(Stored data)
◇ ◇ ◇ ◇ ◇

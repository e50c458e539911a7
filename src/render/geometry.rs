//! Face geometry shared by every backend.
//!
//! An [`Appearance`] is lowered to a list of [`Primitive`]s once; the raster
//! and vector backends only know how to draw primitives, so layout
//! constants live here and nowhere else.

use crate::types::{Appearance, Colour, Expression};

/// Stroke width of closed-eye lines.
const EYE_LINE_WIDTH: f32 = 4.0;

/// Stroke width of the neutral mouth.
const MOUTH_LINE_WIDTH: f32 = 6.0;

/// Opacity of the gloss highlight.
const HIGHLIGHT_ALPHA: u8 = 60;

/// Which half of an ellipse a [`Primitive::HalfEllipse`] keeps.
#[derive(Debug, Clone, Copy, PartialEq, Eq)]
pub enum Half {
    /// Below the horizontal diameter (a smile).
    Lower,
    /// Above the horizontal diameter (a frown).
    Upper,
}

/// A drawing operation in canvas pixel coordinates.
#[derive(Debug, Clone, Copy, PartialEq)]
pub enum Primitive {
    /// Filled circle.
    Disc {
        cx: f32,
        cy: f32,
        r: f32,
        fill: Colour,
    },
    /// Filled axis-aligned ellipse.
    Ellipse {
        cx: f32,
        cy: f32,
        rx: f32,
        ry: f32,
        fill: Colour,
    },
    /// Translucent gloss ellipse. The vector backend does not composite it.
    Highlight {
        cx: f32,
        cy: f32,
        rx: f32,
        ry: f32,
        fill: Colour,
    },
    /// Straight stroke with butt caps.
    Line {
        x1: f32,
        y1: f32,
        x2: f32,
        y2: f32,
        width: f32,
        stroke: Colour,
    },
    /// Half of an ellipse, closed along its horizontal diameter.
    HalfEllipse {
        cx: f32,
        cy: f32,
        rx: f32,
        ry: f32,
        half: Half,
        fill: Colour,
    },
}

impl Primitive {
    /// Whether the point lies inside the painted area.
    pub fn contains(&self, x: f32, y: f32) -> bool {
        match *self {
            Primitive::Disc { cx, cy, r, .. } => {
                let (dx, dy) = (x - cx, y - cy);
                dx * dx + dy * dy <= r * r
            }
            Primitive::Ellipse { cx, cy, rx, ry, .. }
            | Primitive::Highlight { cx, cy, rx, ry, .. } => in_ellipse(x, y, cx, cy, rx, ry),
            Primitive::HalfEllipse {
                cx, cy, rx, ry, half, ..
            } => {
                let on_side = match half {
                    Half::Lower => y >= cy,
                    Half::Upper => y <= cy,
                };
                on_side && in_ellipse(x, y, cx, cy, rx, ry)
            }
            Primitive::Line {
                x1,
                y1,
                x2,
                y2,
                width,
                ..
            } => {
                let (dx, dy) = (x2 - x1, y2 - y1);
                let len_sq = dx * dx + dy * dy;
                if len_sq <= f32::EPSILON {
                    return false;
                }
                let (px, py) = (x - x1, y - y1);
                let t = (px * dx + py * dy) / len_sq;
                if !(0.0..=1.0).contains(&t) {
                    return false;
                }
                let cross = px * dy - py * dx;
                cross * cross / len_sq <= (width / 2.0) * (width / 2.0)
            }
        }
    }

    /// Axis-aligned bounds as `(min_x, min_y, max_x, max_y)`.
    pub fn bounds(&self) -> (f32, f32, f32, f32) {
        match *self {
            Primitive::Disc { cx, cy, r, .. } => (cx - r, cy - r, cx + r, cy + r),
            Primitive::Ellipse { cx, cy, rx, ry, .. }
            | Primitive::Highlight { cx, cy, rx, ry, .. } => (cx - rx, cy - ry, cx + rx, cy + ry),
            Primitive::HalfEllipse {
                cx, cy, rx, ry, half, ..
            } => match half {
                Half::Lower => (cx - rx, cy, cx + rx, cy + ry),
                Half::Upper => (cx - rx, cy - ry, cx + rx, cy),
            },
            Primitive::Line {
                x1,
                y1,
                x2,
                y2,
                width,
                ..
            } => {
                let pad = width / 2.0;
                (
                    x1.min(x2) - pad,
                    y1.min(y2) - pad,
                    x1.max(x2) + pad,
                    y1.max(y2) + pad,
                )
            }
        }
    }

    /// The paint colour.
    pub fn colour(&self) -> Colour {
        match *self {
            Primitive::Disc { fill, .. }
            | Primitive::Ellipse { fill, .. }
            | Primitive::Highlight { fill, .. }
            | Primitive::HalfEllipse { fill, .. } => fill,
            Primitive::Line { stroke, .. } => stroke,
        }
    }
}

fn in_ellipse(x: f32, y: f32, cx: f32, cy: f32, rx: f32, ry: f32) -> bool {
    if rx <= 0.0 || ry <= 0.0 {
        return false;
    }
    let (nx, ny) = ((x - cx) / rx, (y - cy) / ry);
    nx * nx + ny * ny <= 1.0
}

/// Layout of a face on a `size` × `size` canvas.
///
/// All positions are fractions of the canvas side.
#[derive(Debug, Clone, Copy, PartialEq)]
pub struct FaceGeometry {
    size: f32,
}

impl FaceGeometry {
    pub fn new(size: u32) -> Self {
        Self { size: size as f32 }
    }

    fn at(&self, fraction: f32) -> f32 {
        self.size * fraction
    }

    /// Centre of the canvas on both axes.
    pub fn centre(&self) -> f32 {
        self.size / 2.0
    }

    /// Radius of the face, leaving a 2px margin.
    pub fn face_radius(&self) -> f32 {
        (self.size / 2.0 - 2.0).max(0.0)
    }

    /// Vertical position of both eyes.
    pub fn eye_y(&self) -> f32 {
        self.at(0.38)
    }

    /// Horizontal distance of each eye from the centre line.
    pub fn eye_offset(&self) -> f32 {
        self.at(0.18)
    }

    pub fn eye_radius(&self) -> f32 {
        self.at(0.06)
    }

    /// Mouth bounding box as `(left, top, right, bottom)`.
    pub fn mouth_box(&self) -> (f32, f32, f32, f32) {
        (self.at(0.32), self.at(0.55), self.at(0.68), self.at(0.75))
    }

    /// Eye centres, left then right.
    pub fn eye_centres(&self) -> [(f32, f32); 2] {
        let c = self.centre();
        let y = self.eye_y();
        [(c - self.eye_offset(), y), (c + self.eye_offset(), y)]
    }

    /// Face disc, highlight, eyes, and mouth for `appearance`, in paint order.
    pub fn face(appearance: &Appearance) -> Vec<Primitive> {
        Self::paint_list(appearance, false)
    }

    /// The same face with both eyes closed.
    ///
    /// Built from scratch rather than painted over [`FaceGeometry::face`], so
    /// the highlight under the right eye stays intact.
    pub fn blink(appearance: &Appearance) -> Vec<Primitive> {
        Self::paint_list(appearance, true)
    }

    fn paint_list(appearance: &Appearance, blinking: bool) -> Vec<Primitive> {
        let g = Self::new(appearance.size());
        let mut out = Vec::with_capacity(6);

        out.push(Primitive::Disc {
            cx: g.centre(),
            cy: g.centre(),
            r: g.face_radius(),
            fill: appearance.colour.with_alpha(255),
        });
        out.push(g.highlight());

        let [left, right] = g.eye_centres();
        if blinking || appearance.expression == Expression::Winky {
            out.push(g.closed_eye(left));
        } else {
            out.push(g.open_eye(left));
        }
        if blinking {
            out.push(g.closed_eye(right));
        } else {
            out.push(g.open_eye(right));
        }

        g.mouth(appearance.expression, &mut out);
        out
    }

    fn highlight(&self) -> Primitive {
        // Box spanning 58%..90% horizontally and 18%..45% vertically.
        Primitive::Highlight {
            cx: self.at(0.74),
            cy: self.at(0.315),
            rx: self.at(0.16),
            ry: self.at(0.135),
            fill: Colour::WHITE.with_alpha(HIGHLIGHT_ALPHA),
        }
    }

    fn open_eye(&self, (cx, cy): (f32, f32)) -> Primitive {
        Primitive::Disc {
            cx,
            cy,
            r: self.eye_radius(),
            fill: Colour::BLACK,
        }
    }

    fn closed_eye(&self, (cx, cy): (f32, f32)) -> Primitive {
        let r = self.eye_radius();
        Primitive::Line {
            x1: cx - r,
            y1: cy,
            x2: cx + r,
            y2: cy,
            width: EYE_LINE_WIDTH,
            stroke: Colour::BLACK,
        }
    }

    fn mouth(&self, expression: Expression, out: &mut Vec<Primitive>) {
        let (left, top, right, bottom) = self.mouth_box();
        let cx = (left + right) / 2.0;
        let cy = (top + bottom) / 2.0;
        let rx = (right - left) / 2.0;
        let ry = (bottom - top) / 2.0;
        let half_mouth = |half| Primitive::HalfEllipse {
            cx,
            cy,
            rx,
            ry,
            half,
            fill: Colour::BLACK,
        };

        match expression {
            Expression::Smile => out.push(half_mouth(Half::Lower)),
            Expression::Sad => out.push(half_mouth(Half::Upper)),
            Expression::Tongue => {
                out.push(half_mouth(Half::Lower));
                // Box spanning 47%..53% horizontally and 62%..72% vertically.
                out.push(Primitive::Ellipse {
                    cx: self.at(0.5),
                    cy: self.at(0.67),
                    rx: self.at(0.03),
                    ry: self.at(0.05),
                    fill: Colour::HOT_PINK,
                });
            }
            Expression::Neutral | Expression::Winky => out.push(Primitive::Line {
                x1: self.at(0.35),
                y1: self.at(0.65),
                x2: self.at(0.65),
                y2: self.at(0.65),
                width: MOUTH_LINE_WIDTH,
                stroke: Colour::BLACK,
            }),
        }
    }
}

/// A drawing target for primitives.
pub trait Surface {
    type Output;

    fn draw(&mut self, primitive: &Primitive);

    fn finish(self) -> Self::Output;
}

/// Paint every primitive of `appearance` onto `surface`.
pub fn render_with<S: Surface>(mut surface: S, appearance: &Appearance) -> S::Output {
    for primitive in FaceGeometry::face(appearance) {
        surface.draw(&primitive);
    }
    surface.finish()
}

◇ ◇ ◇ ◇ ◇

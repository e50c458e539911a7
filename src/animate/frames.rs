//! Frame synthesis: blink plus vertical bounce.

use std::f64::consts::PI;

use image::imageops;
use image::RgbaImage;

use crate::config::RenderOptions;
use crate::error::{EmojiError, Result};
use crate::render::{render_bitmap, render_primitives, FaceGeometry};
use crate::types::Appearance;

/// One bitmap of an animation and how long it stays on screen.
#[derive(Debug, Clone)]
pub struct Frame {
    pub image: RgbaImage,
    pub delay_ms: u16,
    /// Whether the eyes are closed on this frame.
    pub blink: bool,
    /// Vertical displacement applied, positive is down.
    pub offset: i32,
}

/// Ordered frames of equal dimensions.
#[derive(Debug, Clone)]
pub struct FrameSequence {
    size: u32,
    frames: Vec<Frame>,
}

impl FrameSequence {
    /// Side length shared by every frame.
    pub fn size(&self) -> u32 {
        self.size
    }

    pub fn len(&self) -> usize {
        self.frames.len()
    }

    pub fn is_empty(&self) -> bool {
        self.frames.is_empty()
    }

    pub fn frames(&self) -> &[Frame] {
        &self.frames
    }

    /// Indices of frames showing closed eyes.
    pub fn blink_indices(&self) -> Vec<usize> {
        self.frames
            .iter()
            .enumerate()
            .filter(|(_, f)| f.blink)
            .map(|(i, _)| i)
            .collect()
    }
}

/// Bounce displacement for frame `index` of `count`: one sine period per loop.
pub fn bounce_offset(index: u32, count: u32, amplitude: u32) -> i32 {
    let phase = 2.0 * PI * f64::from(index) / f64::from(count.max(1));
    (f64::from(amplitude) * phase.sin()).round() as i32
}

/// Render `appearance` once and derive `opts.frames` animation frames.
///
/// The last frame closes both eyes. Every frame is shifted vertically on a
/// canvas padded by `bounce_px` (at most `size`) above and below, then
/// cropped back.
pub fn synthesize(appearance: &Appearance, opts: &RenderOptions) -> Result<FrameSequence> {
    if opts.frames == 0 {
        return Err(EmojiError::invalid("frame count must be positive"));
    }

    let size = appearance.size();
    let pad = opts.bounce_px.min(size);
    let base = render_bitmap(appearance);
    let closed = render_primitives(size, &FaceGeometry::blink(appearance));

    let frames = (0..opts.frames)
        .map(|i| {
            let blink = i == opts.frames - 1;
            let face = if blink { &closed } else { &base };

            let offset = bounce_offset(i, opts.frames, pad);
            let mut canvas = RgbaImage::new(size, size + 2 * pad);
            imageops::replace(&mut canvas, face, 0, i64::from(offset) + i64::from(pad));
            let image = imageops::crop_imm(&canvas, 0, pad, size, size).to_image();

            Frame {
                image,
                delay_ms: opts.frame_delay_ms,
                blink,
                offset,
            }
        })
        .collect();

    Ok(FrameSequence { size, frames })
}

◇ ◇ ◇ ◇ ◇

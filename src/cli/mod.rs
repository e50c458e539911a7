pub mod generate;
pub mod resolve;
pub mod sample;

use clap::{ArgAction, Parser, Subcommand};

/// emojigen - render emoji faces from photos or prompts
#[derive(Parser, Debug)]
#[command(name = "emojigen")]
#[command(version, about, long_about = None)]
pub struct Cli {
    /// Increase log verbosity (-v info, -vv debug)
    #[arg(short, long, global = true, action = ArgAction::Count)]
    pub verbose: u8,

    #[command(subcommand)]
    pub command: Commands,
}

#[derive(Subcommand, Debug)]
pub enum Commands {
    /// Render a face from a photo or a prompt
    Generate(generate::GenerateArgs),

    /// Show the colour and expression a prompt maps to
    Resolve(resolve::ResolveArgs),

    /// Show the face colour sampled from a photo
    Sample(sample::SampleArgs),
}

◇ ◇ ◇ ◇ ◇

▶ [Required action] Go through the entries above and report each line with the string "Winky" in it.

▶ [Response for this exercise]
        if blinking || appearance.expression == Expression::Winky {
            Expression::Neutral | Expression::Winky => out.push(Primitive::Line {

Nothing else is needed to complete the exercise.